Suscribían el texto, entre otros, Pilar Miró, Manuel Vázquez Montalbán, Terenci Moix, Fernando Fernán Gómez, José Agustín Goytisolo, Carlos Castilla del Pino, Carmen Rico Godoy y, por supuesto, Salvador Pániker. Todos muertos. El propio Pániker, uno de nuestros grandes filósofos y el principal activista del derecho del ser humano a dimitir de la vida cuando ésta se degrada más allá de lo razonable, apuntaba ya las dos razones por las que el tema de la muerte digna permanecía congelado: porque la muerte seguía siendo un tabú y porque los moribundos no iban a votar. Poco o nada ha cambiado en más de un cuarto de siglo.

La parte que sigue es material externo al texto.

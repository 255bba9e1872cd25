// src/device.rs

//! Execution backends an operator can run under.

use std::fmt;

use log::trace;
use tch::{Cuda, Device};

/// A device configuration: CPU or one CUDA device.
#[derive(Debug, Clone, Copy, PartialEq, Eq)]
pub struct DeviceOption {
    device: Device,
}

impl DeviceOption {
    pub fn cpu() -> Self {
        DeviceOption {
            device: Device::Cpu,
        }
    }

    pub fn cuda(index: usize) -> Self {
        DeviceOption {
            device: Device::Cuda(index),
        }
    }

    pub fn device(&self) -> Device {
        self.device
    }

    pub fn is_cuda(&self) -> bool {
        self.device.is_cuda()
    }
}

impl From<Device> for DeviceOption {
    fn from(device: Device) -> Self {
        DeviceOption { device }
    }
}

impl fmt::Display for DeviceOption {
    fn fmt(&self, f: &mut fmt::Formatter<'_>) -> fmt::Result {
        match self.device {
            Device::Cuda(index) => write!(f, "cuda:{}", index),
            Device::Cpu => f.write_str("cpu"),
            other => write!(f, "{:?}", other),
        }
    }
}

/// All device configurations available in this process: the CPU, followed
/// by every visible CUDA device.
pub fn available_devices() -> Vec<DeviceOption> {
    let mut devices = vec![DeviceOption::cpu()];
    if Cuda::is_available() {
        let count = Cuda::device_count().max(0) as usize;
        devices.extend((0..count).map(DeviceOption::cuda));
    }
    trace!(
        "Available devices: {}",
        devices
            .iter()
            .map(ToString::to_string)
            .collect::<Vec<_>>()
            .join(", ")
    );
    devices
}

/// The `(gc, dc)` pair used by the checks: the device to run single-device
/// checks on, and the list of devices to compare against each other.
///
/// `gc` is the first accelerator when one is present, the CPU otherwise.
pub fn gcs() -> (DeviceOption, Vec<DeviceOption>) {
    let dc = available_devices();
    let gc = dc
        .iter()
        .copied()
        .find(DeviceOption::is_cuda)
        .unwrap_or_else(DeviceOption::cpu);
    (gc, dc)
}

#[cfg(test)]
mod tests {
    use super::*;

    #[test]
    fn test_cpu_always_available() {
        let devices = available_devices();
        assert_eq!(devices.first(), Some(&DeviceOption::cpu()));
        let (gc, dc) = gcs();
        assert!(dc.contains(&gc));
        assert_eq!(dc.len(), devices.len());
    }

    #[test]
    fn test_display() {
        assert_eq!(DeviceOption::cpu().to_string(), "cpu");
        assert_eq!(DeviceOption::cuda(1).to_string(), "cuda:1");
        assert_eq!(DeviceOption::from(Device::Cuda(0)), DeviceOption::cuda(0));
    }
}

Comprendemos la importancia de regular la eutanasia cuando casos como el de María Carrasco y Ángel Hernández, detenido éste por ayudar a morir a su mujer, golpean nuestras conciencias con los nudillos apretados: cuando un electricista, José Antonio Arrabal, enfermo de ELA y atrapado en el cascarón de su cuerpo casi inerte, graba su suicidio; o cuando han de pasar seis meses para que se acceda a retirar a Inmaculada Echevarría, aquejada de distrofia muscular, el respirador que la mantenía con vida. Irónicamente, la regulación de la eutanasia siempre suele dejarse morir en su tramitación parlamentaria.
Pániker no defendía, en realidad, el derecho a la muerte digna sino algo más elevado: el derecho a la autodeterminación individual y a la dignidad. Decía que el hombre plenamente libre prefiere morir a perderla y, de ahí que los poderes públicos nos prefieran esclavos. Sostenía que la eutanasia era un derecho humano de primera generación, cuyo reconocimiento era obligado en una sociedad laica y pluralista que no cree que el sufrimiento innecesario tenga sentido. Y defendía recuperar la “animalidad de la muerte”, es decir su carácter natural.

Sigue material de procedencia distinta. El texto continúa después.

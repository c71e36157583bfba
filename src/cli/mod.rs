//! The command line interface of the responder.
pub mod options;
pub mod report;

Sus planteamientos siguen vigentes. Probablemente, sea cierto también que si los enfermos supieran que tienen abierta la posibilidad de escapar de la vida se reducirían las peticiones de eutanasia porque ejercería en ellos un efecto sedante. Lo cruel no es ofrecer una salida a los horrores de la existencia sino cegar esa puerta. Ello no es incompatible con los cuidados paliativos y con el tratamiento del dolor, que no se oponen a la eutanasia sino que la complementan. En ningún caso la vida ha de contemplarse como un valor absoluto.
Por ayudar a su mujer a poner fin a su padecimiento, José Ángel Hernández se enfrenta al Código Penal que los firmantes de aquel manifiesto de 1993 querían modificar para incluir algo tan básico como la posesión del propio destino, la propiedad privada más personal. Ya hay quien pide para él y de manera anticipada el indulto.

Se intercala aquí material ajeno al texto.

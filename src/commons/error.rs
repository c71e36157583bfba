//! The failure taxonomy of the CMP engine.
//!
//! Every failure has two faces. The [`FailureInfo`] is the RFC 4210
//! `PKIFailureInfo` bit the peer gets to see. The [`ImplFailure`] is our own
//! diagnostic entry: a unique code and description, each raised at exactly
//! one place in the engine, so that a log line leads back to one check.

use std::fmt;

use bytes::Bytes;
use der::asn1::BitString;

use crate::cmp::msg::{ErrorMsgContent, PkiStatus, PkiStatusInfo};

//------------ FailureInfo ---------------------------------------------------

/// The `PKIFailureInfo` values of RFC 4210, section 5.2.3.
///
/// The discriminant is the bit number on the wire. These must never be
/// renumbered.
#[derive(Clone, Copy, Debug, Eq, Hash, PartialEq)]
#[repr(u8)]
pub enum FailureInfo {
    BadAlg = 0,
    BadMessageCheck = 1,
    BadRequest = 2,
    BadTime = 3,
    BadCertId = 4,
    BadDataFormat = 5,
    WrongAuthority = 6,
    IncorrectData = 7,
    MissingTimeStamp = 8,
    BadPop = 9,
    CertRevoked = 10,
    CertConfirmed = 11,
    WrongIntegrity = 12,
    BadRecipientNonce = 13,
    TimeNotAvailable = 14,
    UnacceptedPolicy = 15,
    UnacceptedExtension = 16,
    AddInfoNotAvailable = 17,
    BadSenderNonce = 18,
    BadCertTemplate = 19,
    SignerNotTrusted = 20,
    TransactionIdInUse = 21,
    UnsupportedVersion = 22,
    NotAuthorized = 23,
    SystemUnavail = 24,
    SystemFailure = 25,
    DuplicateCertReq = 26,
}

impl FailureInfo {
    const ALL: [FailureInfo; 27] = [
        FailureInfo::BadAlg,
        FailureInfo::BadMessageCheck,
        FailureInfo::BadRequest,
        FailureInfo::BadTime,
        FailureInfo::BadCertId,
        FailureInfo::BadDataFormat,
        FailureInfo::WrongAuthority,
        FailureInfo::IncorrectData,
        FailureInfo::MissingTimeStamp,
        FailureInfo::BadPop,
        FailureInfo::CertRevoked,
        FailureInfo::CertConfirmed,
        FailureInfo::WrongIntegrity,
        FailureInfo::BadRecipientNonce,
        FailureInfo::TimeNotAvailable,
        FailureInfo::UnacceptedPolicy,
        FailureInfo::UnacceptedExtension,
        FailureInfo::AddInfoNotAvailable,
        FailureInfo::BadSenderNonce,
        FailureInfo::BadCertTemplate,
        FailureInfo::SignerNotTrusted,
        FailureInfo::TransactionIdInUse,
        FailureInfo::UnsupportedVersion,
        FailureInfo::NotAuthorized,
        FailureInfo::SystemUnavail,
        FailureInfo::SystemFailure,
        FailureInfo::DuplicateCertReq,
    ];

    /// The bit number in the PKIFailureInfo bit string.
    pub fn bit(self) -> u8 {
        self as u8
    }

    /// The bit number as the integer the RFC assigns to the name.
    pub fn code(self) -> i32 {
        i32::from(self.bit())
    }

    pub fn from_bit(bit: u8) -> Option<Self> {
        Self::ALL.get(usize::from(bit)).copied()
    }

    /// Encodes this value as a DER named bit list with only this bit set.
    ///
    /// DER requires trailing zero bits to be dropped, so the string ends
    /// with the byte that holds our bit.
    pub fn to_bit_string(self) -> Result<BitString, der::Error> {
        let bit = usize::from(self.bit());
        let mut bytes = vec![0u8; bit / 8 + 1];
        bytes[bit / 8] = 0x80 >> (bit % 8);
        let unused = 7 - (bit % 8) as u8;
        BitString::new(unused, bytes)
    }

    /// Returns all failure bits set in a PKIFailureInfo bit string.
    pub fn from_bit_string(bits: &BitString) -> Vec<Self> {
        let mut res = Vec::new();
        for (idx, byte) in bits.raw_bytes().iter().enumerate() {
            for shift in 0..8 {
                if byte & (0x80 >> shift) != 0 {
                    let bit = idx * 8 + shift;
                    if let Some(info) = u8::try_from(bit).ok().and_then(Self::from_bit) {
                        res.push(info)
                    }
                }
            }
        }
        res
    }

    pub fn name(self) -> &'static str {
        match self {
            FailureInfo::BadAlg => "badAlg",
            FailureInfo::BadMessageCheck => "badMessageCheck",
            FailureInfo::BadRequest => "badRequest",
            FailureInfo::BadTime => "badTime",
            FailureInfo::BadCertId => "badCertId",
            FailureInfo::BadDataFormat => "badDataFormat",
            FailureInfo::WrongAuthority => "wrongAuthority",
            FailureInfo::IncorrectData => "incorrectData",
            FailureInfo::MissingTimeStamp => "missingTimeStamp",
            FailureInfo::BadPop => "badPOP",
            FailureInfo::CertRevoked => "certRevoked",
            FailureInfo::CertConfirmed => "certConfirmed",
            FailureInfo::WrongIntegrity => "wrongIntegrity",
            FailureInfo::BadRecipientNonce => "badRecipientNonce",
            FailureInfo::TimeNotAvailable => "timeNotAvailable",
            FailureInfo::UnacceptedPolicy => "unacceptedPolicy",
            FailureInfo::UnacceptedExtension => "unacceptedExtension",
            FailureInfo::AddInfoNotAvailable => "addInfoNotAvailable",
            FailureInfo::BadSenderNonce => "badSenderNonce",
            FailureInfo::BadCertTemplate => "badCertTemplate",
            FailureInfo::SignerNotTrusted => "signerNotTrusted",
            FailureInfo::TransactionIdInUse => "transactionIdInUse",
            FailureInfo::UnsupportedVersion => "unsupportedVersion",
            FailureInfo::NotAuthorized => "notAuthorized",
            FailureInfo::SystemUnavail => "systemUnavail",
            FailureInfo::SystemFailure => "systemFailure",
            FailureInfo::DuplicateCertReq => "duplicateCertReq",
        }
    }
}

impl fmt::Display for FailureInfo {
    fn fmt(&self, f: &mut fmt::Formatter) -> fmt::Result {
        f.write_str(self.name())
    }
}

//------------ ImplFailure ---------------------------------------------------

/// Implementation level failures.
///
/// Each entry is raised from exactly one place. Add a new entry rather than
/// reusing an existing one.
#[derive(Clone, Copy, Debug, Eq, Hash, PartialEq)]
pub enum ImplFailure {
    //-----------------------------------------------------------------
    // Transport and controller (1000-1099)
    //-----------------------------------------------------------------

    // 1000
    RequestNotDecodable,

    // 1001
    ProfileUnknown,

    //-----------------------------------------------------------------
    // Service (2000-2099)
    //-----------------------------------------------------------------

    // 2000
    BodyTypeUnsupported,

    // 2001
    BuilderUnsupportedRequest,

    // 2002
    BuilderMissingHeader,

    // 2003
    BuilderMissingBody,

    // 2004
    ProtectionMaterialMissing,

    // 2005
    ResponseEncoding,

    // 2006
    NoCertRequests,

    // 2007
    CaChainUnusable,

    // 2008
    BuilderUnsupportedRevocation,

    // 2009
    ErrorBodyEncoding,

    // 2010
    MessageTimeUnavailable,

    // 2011
    NonceEncoding,

    //-----------------------------------------------------------------
    // Validation (3000-3099)
    //-----------------------------------------------------------------

    // 3000
    VersionUnsupported,

    // 3001
    TransactionIdMissing,

    // 3002
    SenderNonceInvalid,

    // Mobile network (3GPP) profile (3010-3019)

    // 3010
    MobileIrMultipleRequests,

    // 3011
    MobileIrPublicKeyMissing,

    // 3012
    MobileExtraCertsMissing,

    // 3013
    MobileRequestUnsupported,

    // 3014
    MobileResponseUnsupported,

    //-----------------------------------------------------------------
    // Proof of possession (4000-4099)
    //-----------------------------------------------------------------

    // 4000
    PopMissing,

    // 4001
    PopRaVerifiedNotAccepted,

    // 4002
    PopInputUnsupported,

    // 4003
    PopMethodUnsupported,

    // 4004
    PopPublicKeyMissing,

    // 4005
    PopAlgUnsupported,

    // 4006
    PopSignatureInvalid,

    // 4007
    PopInputEncoding,

    //-----------------------------------------------------------------
    // Protection (5000-5099)
    //-----------------------------------------------------------------

    // 5000
    SignatureAlgUnresolved,

    // 5001
    SigningFailed,

    // 5002
    ProtectedPartEncoding,

    // 5003
    ProtectionEncoding,

    // 5010
    MacFailed,

    // 5011
    PbmParameterEncoding,

    // 5020
    RequestProtectionMissing,

    // 5021
    RequestProtectionMismatch,

    // 5022
    RequestProtectionAlgUnsupported,

    // 5023
    RequestSignerCertMissing,

    // 5024
    RequestSignatureInvalid,

    // 5025
    RequestPbmParametersInvalid,

    // 5026
    RequestMacInvalid,

    // 5027
    RequestSecretMissing,

    // 5028
    RequestProtectedPartEncoding,

    // 5030
    ErrorResponseUnprotectable,
}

En su defensa vaya también este fragmento del testamento que Ramón Sampedro dirigió en día a los jueces y a las autoridades políticas y religiosas para exculpar a la persona que le suministró cianuro. Decía así: “Pueden ustedes castigar a ese prójimo que me ha amado y fue coherente con ese amor; es decir, amándome como a sí mismo. Claro que para ello tuvo que vencer el terror psicológico a vuestra venganza; ése es todo su delito. Además de aceptar el deber moral de hacer lo que debe, es decir, lo que menos le interesa y más le duele”.
“Sí, pueden castigar, pero ustedes saben que es una simple venganza… legal pero no legítima. Saben que es una injusticia, ya que no les cabe la menor duda de que el único responsable de mis actos soy yo, y solamente yo. Pero, si a pesar de mis razones deciden ejemplarizar con el castigo atemorizador, yo les aconsejo –y ruego- que hagan lo justo: córtenle al cooperador/a los brazos y las piernas porque eso fue lo que de su persona he necesitado. La conciencia fue mía. Por tanto, míos han sido el acto y la intención de los hechos”. Que su abogado lo tenga presente.